When the lock down came, there were six people living in my home.  It meant that we were eased into the feelings of isolation more gradually.  Eileen had to be repatriated from Ghana with only twenty four hours notice, leaving everything there, and so she came to here for a week of isolation before returning to London.  She works for the government, and so has to be in London where she is now, until she goes back to Africa.  My son Costya was here briefly too, and has gone back to his place in London and so my home is down to four.  Me, Dimitri, and my lodgers in the Annex, Mark and Kate.  It is this set up now that will continue until further notice.  


And now - During

I define myself by what I do with and for people.  I am always talking about it.  I find ways to connect with the people who come my way, and I like to feel connected, I like to have a narrative so that I know who I am.  Painting and writing are solitary but beautifully balanced by seeing my clients, going to meetings, seeing friends and kissing the grand babies.  Chatting with my daughter over tea, being able to go anywhere I wanted with not a thought about it.  

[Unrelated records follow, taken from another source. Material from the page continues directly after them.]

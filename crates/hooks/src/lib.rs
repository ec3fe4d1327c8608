//! Hook checks: script inventory, event classification, output-contract
//! lint, and structural validation of hook registration JSON, including
//! JSON that installer scripts build with `jq`.

pub mod classify;
pub mod definition;
pub mod error;
pub mod evaluate;
pub mod event;
pub mod inventory;
pub mod lint;
pub mod registration;
pub mod snippets;
pub mod structure;

pub use {
    classify::{ClassificationTier, Classifier, HookClassification},
    definition::{DecodeError, HookDefinition},
    error::{Error, Result},
    evaluate::{EvalError, JqEvaluator, SnippetEvaluator, evaluate_all, evaluate_snippet},
    event::HookEvent,
    inventory::{HookFile, ScriptLanguage, discover_hook_files, installer_scripts},
    lint::{OutputLinter, unclassified_entry_point},
    registration::{REGISTRATION_FILE, Registration, load_registration},
    snippets::{EmbeddedSnippet, extract_embedded_json_snippets, substitute_placeholders},
    structure::{snippet_findings, validate_hook_document},
};

/// 1-based line containing byte `offset` of `text`.
pub(crate) fn line_at(text: &str, offset: usize) -> usize {
    text[..offset].matches('\n').count() + 1
}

My exhibition has been postponed, and the wind taken out of my sails.  I don't feel like painting any more.  I don't feel like achieving.   I was going to perform a one woman show in Southampton and show the A Graceful Death exhibition, at the Dead Good Festival run by my friends Deb and Chris.  Can't do that now, can't even see Deb and Chris on their fancy boat.  My client went into hospital and I couldn't help.  My father is lying in his bed in his nursing home, and I cannot go there to see him.  What must he think, in his sleepy, lovely old Alzheimer mind?  Where are we all?  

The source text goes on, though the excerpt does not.